[Required work]
Please go through the records below and return every line holding the word "KeyValueStorage".

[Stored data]

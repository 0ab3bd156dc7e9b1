use crate::{common::js_number, data::EducationRecord};

/// The single tooltip shared by every county.
#[derive(Clone, Debug, PartialEq)]
pub struct Tooltip {
    pub opacity: f64,
    /// Page coordinates in pixels; unset until the first hover.
    pub left: Option<f64>,
    pub top: Option<f64>,
    pub text: String,
    /// Mirrors the hovered county's `data-education`.
    pub education: Option<f64>,
}

impl Default for Tooltip {
    fn default() -> Self {
        Self { opacity: 0.0, left: None, top: None, text: String::new(), education: None }
    }
}

impl Tooltip {
    pub const VISIBLE_OPACITY: f64 = 0.9;

    /// Show `record` next to the pointer at page position `(x, y)`.
    pub fn show(&mut self, record: &EducationRecord, (x, y): (f64, f64), [dx, dy]: [f64; 2]) {
        self.opacity = Self::VISIBLE_OPACITY;
        self.left = Some(x + dx);
        self.top = Some(y + dy);
        self.text = record.tooltip_text();
        self.education = Some(record.bachelors_or_higher);
    }

    /// Content and position stay as they were.
    pub fn hide(&mut self) {
        self.opacity = 0.0;
    }

    /// CSS `left`, e.g. `110px`.
    pub fn left_css(&self) -> Option<String> { self.left.map(|v| format!("{}px", js_number(v))) }

    /// CSS `top`, e.g. `72px`.
    pub fn top_css(&self) -> Option<String> { self.top.map(|v| format!("{}px", js_number(v))) }
}

#[cfg(test)]
mod tests {
    use super::*;

    fn autauga() -> EducationRecord {
        EducationRecord { fips: 1001, state: "AL".into(), area_name: "Autauga County".into(), bachelors_or_higher: 25.3 }
    }

    #[test]
    fn starts_hidden_and_empty() {
        let tooltip = Tooltip::default();
        assert_eq!(tooltip.opacity, 0.0);
        assert_eq!(tooltip.text, "");
        assert_eq!(tooltip.left_css(), None);
    }

    #[test]
    fn show_offsets_from_the_pointer() {
        let mut tooltip = Tooltip::default();
        tooltip.show(&autauga(), (100.0, 100.0), [10.0, -28.0]);
        assert_eq!(tooltip.opacity, 0.9);
        assert_eq!(tooltip.text, "Autauga County, AL: 25.3%");
        assert_eq!(tooltip.left_css().as_deref(), Some("110px"));
        assert_eq!(tooltip.top_css().as_deref(), Some("72px"));
        assert_eq!(tooltip.education, Some(25.3));
    }

    #[test]
    fn hide_keeps_content() {
        let mut tooltip = Tooltip::default();
        tooltip.show(&autauga(), (0.0, 0.0), [10.0, -28.0]);
        tooltip.hide();
        assert_eq!(tooltip.opacity, 0.0);
        assert_eq!(tooltip.text, "Autauga County, AL: 25.3%");
    }
}
//! Decode TopoJSON topologies into standalone `geo` features.
//!
//! A topology stores every shared boundary once, as an *arc*; geometries refer
//! to arcs by index (bitwise-negated for reversed traversal). Decoding stitches
//! the arcs back into rings and lines and applies the optional quantization
//! transform.

pub mod decode;
pub mod error;
pub mod topology;

pub use decode::{Feature, feature};
pub use error::TopoError;
pub use topology::{GeometryObject, Id, TopoGeometry, Topology, Transform};
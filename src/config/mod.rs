//! Configuration module for the tally counter
//!
//! This module concentrates the user-facing settings shared between the
//! settings panel and the rest of the application, together with the
//! normalization applied to every value crossing into them.

pub mod settings;

pub use settings::{normalize_group_size, parse_group_size, Language, Settings, Theme};
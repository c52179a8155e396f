//! Tally counter widget core
//!
//! State management for a small tally-counter widget: up to three
//! counters, clamped add/subtract on the active one, grouped-mark layout
//! with enter/exit transition classification, settings normalization,
//! and a best-effort persistence round-trip that repairs whatever it
//! finds in storage. The UI layer lives outside this crate and drives
//! the [`app::store::TallyStore`] one event at a time.

pub mod app;
pub mod config;
pub mod domain;
pub mod storage;

pub use app::state::{AppState, CommitPhase, MAX_COUNTERS};
pub use app::store::{sanitize_bulk_amount, AdjustOutcome, TallyStore};
pub use config::settings::{Language, Settings, Theme};
pub use domain::counter::{CountAdjustment, Counter};
pub use domain::grouping::{build_groups, classify_transition, GroupTransition};
pub use storage::{FileStorage, KeyValueStorage, MemoryStorage, StorageError};
#[cfg(test)]
mod tests {
    use super::*;
    use crate::storage::{MemoryStorage, StorageError};

    /// Storage whose writes always fail, for quota/disabled scenarios
    struct BrokenStorage;

    impl KeyValueStorage for BrokenStorage {
        fn get(&self, _key: &str) -> Option<String> {
            None
        }

        fn set(&mut self, _key: &str, _value: &str) -> Result<(), StorageError> {
            Err(StorageError::Unavailable("quota exceeded".to_owned()))
        }
    }

    fn store() -> TallyStore<MemoryStorage> {
        TallyStore::new(MemoryStorage::new())
    }

    #[test]
    fn fresh_store_starts_from_defaults() {
        let store = store();
        assert_eq!(store.state().counters.len(), 1);
        assert_eq!(store.state().active_counter_id, 1);
        assert!(!store.is_transition_in_progress());
    }

    #[test]
    fn single_increments_fill_the_first_group_quietly() {
        let mut store = store();

        // Five single adds with groups of five never cross a boundary
        // after the very first mark creates group 0
        assert_eq!(
            store.adjust_active(1),
            AdjustOutcome::Applied {
                adjustment: CountAdjustment {
                    previous: 0,
                    updated: 1
                },
                transition: Some(GroupTransition::Add { first_new_group: 0 }),
            }
        );
        for expected in 2..=5 {
            assert_eq!(
                store.adjust_active(1),
                AdjustOutcome::Applied {
                    adjustment: CountAdjustment {
                        previous: expected - 1,
                        updated: expected
                    },
                    transition: None,
                }
            );
        }
        assert_eq!(store.state().active_counter().unwrap().count, 5);

        // The sixth mark starts group index 1
        assert_eq!(
            store.adjust_active(1),
            AdjustOutcome::Applied {
                adjustment: CountAdjustment {
                    previous: 5,
                    updated: 6
                },
                transition: Some(GroupTransition::Add { first_new_group: 1 }),
            }
        );
    }

    #[test]
    fn subtracting_at_zero_is_a_no_change() {
        let mut store = store();
        assert_eq!(store.adjust_active(-5), AdjustOutcome::NoChange);
        assert_eq!(store.adjust_active(0), AdjustOutcome::NoChange);
        assert_eq!(store.state().active_counter().unwrap().count, 0);
    }

    #[test]
    fn removal_defers_the_commit_and_gates_mutations() {
        let mut store = store();
        store.adjust_active(12);
        assert_eq!(store.state().active_counter().unwrap().count, 12);

        // Dropping from 12 to 2 removes groups 1 and 2
        let outcome = store.adjust_active(-10);
        let AdjustOutcome::RemovalPending {
            adjustment,
            transition,
            commit_delay,
        } = outcome
        else {
            panic!("expected a pending removal, got {:?}", outcome);
        };
        assert_eq!(adjustment.previous, 12);
        assert_eq!(adjustment.updated, 2);
        assert_eq!(
            transition,
            GroupTransition::Remove {
                first_removed_group: 1
            }
        );
        assert_eq!(commit_delay, removal_commit_delay(2));

        // The count is untouched until the timer fires, and further
        // mutations are dropped, not queued
        assert_eq!(store.state().active_counter().unwrap().count, 12);
        assert!(store.is_transition_in_progress());
        assert!(store.pending_commit_remaining().is_some());
        assert_eq!(store.adjust_active(1), AdjustOutcome::Rejected);
        assert_eq!(store.adjust_active(-1), AdjustOutcome::Rejected);

        // Timer fires: the scheduled count lands and the gate opens
        assert!(store.commit_pending_removal());
        assert_eq!(store.state().active_counter().unwrap().count, 2);
        assert!(!store.is_transition_in_progress());
        assert!(!store.commit_pending_removal());
    }

    #[test]
    fn removal_within_the_last_group_stays_immediate() {
        let mut store = store();
        store.adjust_active(4);

        // 4 -> 3 stays inside group 0, so no deferral
        assert_eq!(
            store.adjust_active(-1),
            AdjustOutcome::Applied {
                adjustment: CountAdjustment {
                    previous: 4,
                    updated: 3
                },
                transition: None,
            }
        );
    }

    #[test]
    fn bulk_amounts_sanitize_to_at_least_one() {
        assert_eq!(sanitize_bulk_amount("25"), 25);
        assert_eq!(sanitize_bulk_amount(" 7 "), 7);
        assert_eq!(sanitize_bulk_amount("3.9"), 3);
        assert_eq!(sanitize_bulk_amount("0"), 1);
        assert_eq!(sanitize_bulk_amount("-4"), 1);
        assert_eq!(sanitize_bulk_amount("abc"), 1);
        assert_eq!(sanitize_bulk_amount(""), 1);
    }

    #[test]
    fn create_counter_persists_and_respects_capacity() {
        let mut store = store();

        assert_eq!(store.create_counter().unwrap().id, 2);
        assert_eq!(store.create_counter().unwrap().id, 3);
        assert!(store.create_counter().is_none());
        assert_eq!(store.state().counters.len(), 3);

        // A new store over the same backing sees the created counters
        let reloaded = TallyStore::new(std::mem::take(&mut store.storage));
        assert_eq!(reloaded.state().counters.len(), 3);
        assert_eq!(reloaded.state().active_counter_id, 3);
    }

    #[test]
    fn set_active_rejects_unknown_ids() {
        let mut store = store();
        store.create_counter().unwrap();

        assert!(store.set_active(1));
        assert_eq!(store.state().active_counter_id, 1);
        assert!(!store.set_active(42));
        assert_eq!(store.state().active_counter_id, 1);
    }

    #[test]
    fn group_size_updates_ignore_jitter() {
        let mut store = store();

        assert!(store.update_group_size("3"));
        assert_eq!(store.state().settings.tallies_per_group, 3);

        // Same normalized value again is a no-op
        assert!(!store.update_group_size("3"));
        assert!(!store.update_group_size(" 3 "));

        // Out-of-range input clamps before the comparison
        assert!(store.update_group_size("99"));
        assert_eq!(store.state().settings.tallies_per_group, 10);
    }

    #[test]
    fn theme_and_language_persist_on_change() {
        let mut store = store();

        store.set_theme(Theme::Light);
        store.set_language(Language::Es);

        let reloaded = TallyStore::new(std::mem::take(&mut store.storage));
        assert_eq!(reloaded.state().settings.theme, Theme::Light);
        assert_eq!(reloaded.state().settings.language, Language::Es);
    }

    #[test]
    fn broken_storage_never_disturbs_memory_state() {
        let mut store = TallyStore::new(BrokenStorage);

        assert!(matches!(
            store.adjust_active(7),
            AdjustOutcome::Applied { .. }
        ));
        assert_eq!(store.state().active_counter().unwrap().count, 7);

        assert!(store.create_counter().is_some());
        assert!(store.update_group_size("4"));
        store.acknowledge_storage_notice();
        assert!(!store.storage_notice_acknowledged());
    }

    #[test]
    fn storage_notice_flag_round_trips() {
        let mut store = store();
        assert!(!store.storage_notice_acknowledged());

        store.acknowledge_storage_notice();
        assert!(store.storage_notice_acknowledged());

        let reloaded = TallyStore::new(std::mem::take(&mut store.storage));
        assert!(reloaded.storage_notice_acknowledged());
    }

    #[test]
    fn restored_state_survives_a_full_session_cycle() {
        let mut store = store();
        store.adjust_active(9);
        store.create_counter().unwrap();
        store.adjust_active(2);
        store.update_group_size("4");

        let reloaded = TallyStore::new(std::mem::take(&mut store.storage));
        assert_eq!(reloaded.state(), store.state());
    }
}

[Response area]
pub use storage::{FileStorage, KeyValueStorage, MemoryStorage, StorageError};
    impl KeyValueStorage for BrokenStorage {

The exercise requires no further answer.